Mordechai Shinefield, Wednesday, 21 March 2007 19:54 (nineteen years ago)

Nabsico, (b) is the one that's interesting to me--that's good if true. My question was a little blunt but I still think it did the job. As an aside, comparing DJ's story to something like the Arcade Fire is willfully missing what I'm after.

Being too young to know how DJ was received in the 80s, his story came to me as "Hey did you know there's a really crazy guy in Texas who writes nice pop songs with a childlike touch and oh yeah Cobain liked him?" It may well be that most of DJ's listeners have been charmed by his songs and would be anyway, but my inner cynic can't help but feel like something, and it's a hard think to pin down, is exploiting/getting exploited. It could be that his records are relatively "normal" and approachable but you can't tell me that, going to see him perform in 2007, there's no thought of "OK, how crazy is this guy going to be?" which is not a thought I've had about any artist I've gone to see recently.

What I'm really after is at what point does an artist's context become completely intertwined with their music? I can't listen to Wesley Willis and "forget" that he was a paranoid schizophrenic, nor could I listen to DJ and "forget" his history of odd behavior and the fact that he doesn't understand the gravitas of Nazi jokes. I could try, but it's a losing battle.

call all destroyer, Wednesday, 21 March 2007 20:06 (nineteen years ago)

Keep in mind that DJ's 1980s cult fandom existed without much of a specific "backstory" -- plenty of people, both in Austin and elsewhere, seemed to appreciate these things just as random tapes that somehow came into their lives, containing only the information about the artist that you could pick up from the songs themselves.

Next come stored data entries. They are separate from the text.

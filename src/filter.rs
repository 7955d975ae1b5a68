/// Single-pole IIR low-pass filter, one instance per noisy scalar channel.
/// Decrease alpha to increase damping. The state starts at zero, so the
/// first readings carry a startup transient that decays geometrically.
#[derive(Clone, Copy, Debug)]
pub struct LowPassFilter {
    alpha: f64,
    last: f64,
}

impl LowPassFilter {
    pub fn new(alpha: f64) -> Self {
        Self { alpha, last: 0.0 }
    }

    /// Smooth one sample and persist the result as the new filter state.
    pub fn update(&mut self, value: f64) -> f64 {
        let result = self.alpha * value + (1.0 - self.alpha) * self.last;
        self.last = result;
        result
    }
}

#[cfg(test)]
mod tests {
    use super::*;

    #[test]
    fn test_step_response() {
        let mut filter = LowPassFilter::new(0.5);

        assert_eq!(filter.update(10.0), 5.0);
        assert_eq!(filter.update(10.0), 7.5);
        assert_eq!(filter.update(10.0), 8.75);
    }

    #[test]
    fn test_converges_to_constant_input() {
        let mut filter = LowPassFilter::new(0.5);

        let mut out = 0.0;
        for _ in 0..60 {
            out = filter.update(10.0);
        }
        assert!((out - 10.0).abs() < 1e-9);
    }

    #[test]
    fn test_alpha_one_passes_through() {
        let mut filter = LowPassFilter::new(1.0);

        assert_eq!(filter.update(42.0), 42.0);
        assert_eq!(filter.update(-7.0), -7.0);
    }

    #[test]
    fn test_smaller_alpha_damps_harder() {
        let mut light = LowPassFilter::new(0.5);
        let mut heavy = LowPassFilter::new(0.1);

        assert!(light.update(10.0) > heavy.update(10.0));
    }
}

That's not exactly true. Before I ever heard a Daniel Johnston cassette (circa '87ish), I'd read articles in Spin and Sound Choice about "the mentally ill guy from Austin who worked at McDonald's and gave his tapes out to hipster-looking folks." To what extent DJ allowed himself to be marketed this way, I'm not sure, but I'm positive he had at least some self-awareness of it. As early as Hi How Are You, he was throwing out lines like "I guess I lean toward the obsessive/But that's just the way it is when you're a manic depressive." The reason we're still talking about him now instead of, say, Wildman Fischer, is that he writes genuinely great songs. They work regardless of the backstory.

mike a, Wednesday, 21 March 2007 20:10 (nineteen years ago)

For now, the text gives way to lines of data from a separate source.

use std::error::Error;
use std::fmt;

use crate::calibration::AxisCalibrator;
use crate::filter::LowPassFilter;
use crate::sensor::{Mounting, SensorDriver};
use crate::vector::Vec3;

/// Startup read cycles used to settle the filter transients.
const STARTUP_READS: usize = 50;

/// Calibration state derived from the six per-axis calibrators.
///
/// `me`/`ge` are the per-axis offsets (hard-iron/DC error) and `ms`/`gs`
/// the per-axis scale factors of the magnetometer and accelerometer.
#[derive(Clone, Copy, Debug)]
pub struct CalibrationSet {
    /// Magnetic declination in degrees, added to the raw azimuth to
    /// convert a magnetic bearing to a true bearing.
    pub declination: f64,
    pub me: Vec3,
    pub ge: Vec3,
    pub ms: Vec3,
    pub gs: Vec3,
}

impl CalibrationSet {
    fn new(declination: f64) -> Self {
        Self {
            declination,
            me: Vec3::ZERO,
            ge: Vec3::ZERO,
            ms: Vec3::ZERO,
            gs: Vec3::ZERO,
        }
    }

    /// True once every axis has observed two distinct extrema, so the
    /// calibrated-value division is well defined on all six channels.
    pub fn is_ready(&self) -> bool {
        self.ms.i != 0.0
            && self.ms.j != 0.0
            && self.ms.k != 0.0
            && self.gs.i != 0.0
            && self.gs.j != 0.0
            && self.gs.k != 0.0
    }
}

/// Antenna pointing angles in degrees.
#[derive(Clone, Copy, Debug, PartialEq)]
pub struct Pointing {
    /// Horizontal angle in `(-180°, 180°]`, 0° = north.
    pub azimuth: f64,
    /// Vertical angle relative to horizontal.
    pub elevation: f64,
}

impl fmt::Display for Pointing {
    fn fmt(&self, f: &mut fmt::Formatter<'_>) -> fmt::Result {
        write!(f, "az {:.1}° el {:.1}°", self.azimuth, self.elevation)
    }
}

/// Combines calibrated magnetometer and accelerometer readings into the
/// antenna's azimuth and elevation.
///
/// The engine owns one calibrator and one low-pass filter per channel.
/// During a calibration session (started with [`start_calibration`]) the
/// antenna is swung through all orientations while [`calibrate`] is called
/// once per read cycle; the running extrema of each axis yield the offset
/// and scale corrections applied by [`az_el`].
///
/// [`start_calibration`]: OrientationEngine::start_calibration
/// [`calibrate`]: OrientationEngine::calibrate
/// [`az_el`]: OrientationEngine::az_el
pub struct OrientationEngine {
    driver: Box<dyn SensorDriver>,
    mounting: Mounting,
    cal: CalibrationSet,
    cal_mx: AxisCalibrator,
    cal_my: AxisCalibrator,
    cal_mz: AxisCalibrator,
    cal_gx: AxisCalibrator,
    cal_gy: AxisCalibrator,
    cal_gz: AxisCalibrator,
    fil_mx: LowPassFilter,
    fil_my: LowPassFilter,
    fil_mz: LowPassFilter,
    fil_gx: LowPassFilter,
    fil_gy: LowPassFilter,
    fil_gz: LowPassFilter,
    raw_mag: Vec3,
    raw_gravity: Vec3,
    mag: Vec3,
    gravity: Vec3,
    azimuth: f64,
    elevation: f64,
}

impl OrientationEngine {
    pub fn new(
        driver: Box<dyn SensorDriver>,
        mounting: Mounting,
        alpha: f64,
        declination: f64,
    ) -> Self {
        Self {
            driver,
            mounting,
            cal: CalibrationSet::new(declination),
            cal_mx: AxisCalibrator::new(),
            cal_my: AxisCalibrator::new(),
            cal_mz: AxisCalibrator::new(),
            cal_gx: AxisCalibrator::new(),
            cal_gy: AxisCalibrator::new(),
            cal_gz: AxisCalibrator::new(),
            fil_mx: LowPassFilter::new(alpha),
            fil_my: LowPassFilter::new(alpha),
            fil_mz: LowPassFilter::new(alpha),
            fil_gx: LowPassFilter::new(alpha),
            fil_gy: LowPassFilter::new(alpha),
            fil_gz: LowPassFilter::new(alpha),
            raw_mag: Vec3::ZERO,
            raw_gravity: Vec3::ZERO,
            mag: Vec3::ZERO,
            gravity: Vec3::ZERO,
            azimuth: 0.0,
            elevation: 0.0,
        }
    }

    /// One-time startup: configure the sensor, then run enough read cycles
    /// for the filter startup transients to decay.
    pub fn begin(&mut self) -> Result<(), Box<dyn Error>> {
        self.driver.reset()?;
        for _ in 0..STARTUP_READS {
            self.read_raw();
        }
        Ok(())
    }

    /// Start a calibration session, discarding all previously observed
    /// extrema.
    pub fn start_calibration(&mut self) {
        self.cal_mx.reset();
        self.cal_my.reset();
        self.cal_mz.reset();
        self.cal_gx.reset();
        self.cal_gy.reset();
        self.cal_gz.reset();
    }

    /// Feed the current filtered readings to the per-axis calibrators.
    /// The derived offset and scale vectors are rebuilt only when at least
    /// one axis observed a new extremum; the return value reports that.
    pub fn calibrate(&mut self) -> bool {
        let mut changed = self.cal_mx.sample(self.mag.i, false);
        changed = self.cal_my.sample(self.mag.j, changed);
        changed = self.cal_mz.sample(self.mag.k, changed);
        changed = self.cal_gx.sample(self.gravity.i, changed);
        changed = self.cal_gy.sample(self.gravity.j, changed);
        changed = self.cal_gz.sample(self.gravity.k, changed);
        if changed {
            self.cal.me = Vec3::new(
                self.cal_mx.offset(),
                self.cal_my.offset(),
                self.cal_mz.offset(),
            );
            self.cal.ge = Vec3::new(
                self.cal_gx.offset(),
                self.cal_gy.offset(),
                self.cal_gz.offset(),
            );
            self.cal.ms = Vec3::new(
                self.cal_mx.scale(),
                self.cal_my.scale(),
                self.cal_mz.scale(),
            );
            self.cal.gs = Vec3::new(
                self.cal_gx.scale(),
                self.cal_gy.scale(),
                self.cal_gz.scale(),
            );
        }
        changed
    }

    /// Read one magnetometer and one accelerometer sample, apply the
    /// mounting axis transform and low-pass filter each channel.
    ///
    /// The sensor is reinitialized before every read as it is inclined to
    /// lock up after running a long time. A failed read keeps the previous
    /// values; the fusion simply proceeds with stale data.
    pub fn read_raw(&mut self) {
        self.driver.reset().ok();
        if let Ok(sample) = self.driver.read_magnetometer() {
            let m = self.mounting.magnetometer.apply(sample);
            self.raw_mag = m;
            self.mag = Vec3::new(
                self.fil_mx.update(m.i),
                self.fil_my.update(m.j),
                self.fil_mz.update(m.k),
            );
        }
        if let Ok(sample) = self.driver.read_accel() {
            let g = self.mounting.accelerometer.apply(sample);
            self.raw_gravity = g;
            self.gravity = Vec3::new(
                self.fil_gx.update(g.i),
                self.fil_gy.update(g.j),
                self.fil_gz.update(g.k),
            );
        }
    }

    /// Read the sensor and compute the antenna pointing angles.
    ///
    /// Fails while any axis scale is still zero (no calibration session has
    /// observed two distinct extrema on it) and when the calibrated field
    /// vectors give no horizontal reference (zero or parallel). Angles are
    /// never produced from degenerate input.
    pub fn az_el(&mut self) -> Result<Pointing, Box<dyn Error>> {
        self.read_raw();

        if !self.cal.is_ready() {
            return Err("not calibrated: run a calibration session first".into());
        }

        // Unit vectors of the earth's magnetic and gravitational fields:
        // for each component subtract the offset and divide by the scale.
        let m = ((self.mag - self.cal.me) / self.cal.ms).unit();
        let g = ((self.gravity - self.cal.ge) / self.cal.gs).unit();
        if m == Vec3::ZERO || g == Vec3::ZERO {
            return Err("degenerate sensor reading: zero field vector".into());
        }

        // The antenna axes are the main reference axes; Y is the boresight.
        let x = Vec3::new(1.0, 0.0, 0.0);
        let y = Vec3::new(0.0, 1.0, 0.0);
        let z = Vec3::new(0.0, 0.0, 1.0);

        // Magnetic ground axes relative to the antenna axes.
        let east = g.cross(m);
        if east.magnitude() == 0.0 {
            return Err("magnetic field parallel to gravity: no horizontal reference".into());
        }
        let north = east.cross(g);
        let up = -g;

        // Scalar projections of the antenna axes onto the ground axes.
        let xn = x.dot(north);
        let xe = x.dot(east);
        let yu = y.dot(up);
        let zu = z.dot(up);

        let mut azimuth = (-xn).atan2(xe).to_degrees() + self.cal.declination;
        while azimuth > 180.0 {
            azimuth -= 360.0;
        }
        while azimuth <= -180.0 {
            azimuth += 360.0;
        }
        let elevation = yu.atan2(zu).to_degrees();

        self.azimuth = azimuth;
        self.elevation = elevation;
        Ok(Pointing { azimuth, elevation })
    }

    /// Externally supplied declination; 0 keeps magnetic bearings.
    pub fn set_declination(&mut self, declination: f64) {
        self.cal.declination = declination;
    }

    pub fn calibration(&self) -> &CalibrationSet {
        &self.cal
    }

    /// Latest filtered, axis-corrected magnetometer reading.
    pub fn magnetic_reading(&self) -> Vec3 {
        self.mag
    }

    /// Latest filtered, axis-corrected gravity reading.
    pub fn gravity_reading(&self) -> Vec3 {
        self.gravity
    }

    /// Latest unfiltered, axis-corrected magnetometer reading.
    pub fn raw_magnetic_reading(&self) -> Vec3 {
        self.raw_mag
    }

    /// Latest unfiltered, axis-corrected gravity reading.
    pub fn raw_gravity_reading(&self) -> Vec3 {
        self.raw_gravity
    }

    /// Last computed pointing angles.
    pub fn pointing(&self) -> Pointing {
        Pointing {
            azimuth: self.azimuth,
            elevation: self.elevation,
        }
    }
}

CAD: i think comparing dj's story to something like the arcade fire is a lot closer to what you're after than you might think. every band has a backstory. very few of them involve mental illness aind singular obsessions like dj's. but they all involve something. and they all contribute, both positively and negatively, to how a band is perceived and received. so you could quite reasonably ask the same question of any artist, and i'm not sure asking it of dj and asking it of arcade fire is all that different. the answers might be different, but the question's pretty much the same.

fact checking cuz, Wednesday, 21 March 2007 20:10 (nineteen years ago)

Browsing the Art Brut and related pages on Wikipedia is proving useful in helping me think about this. If DJ's songs are as "normal" as has been suggested then he falls at the tame end of the spectrum, but how is most interest in this sort of thing (music, visual art, etc.) not completely smug and exploitative? I would never condemn DJ's (or anyone's) right to create, but what the hell is the motivation of viewer/listener?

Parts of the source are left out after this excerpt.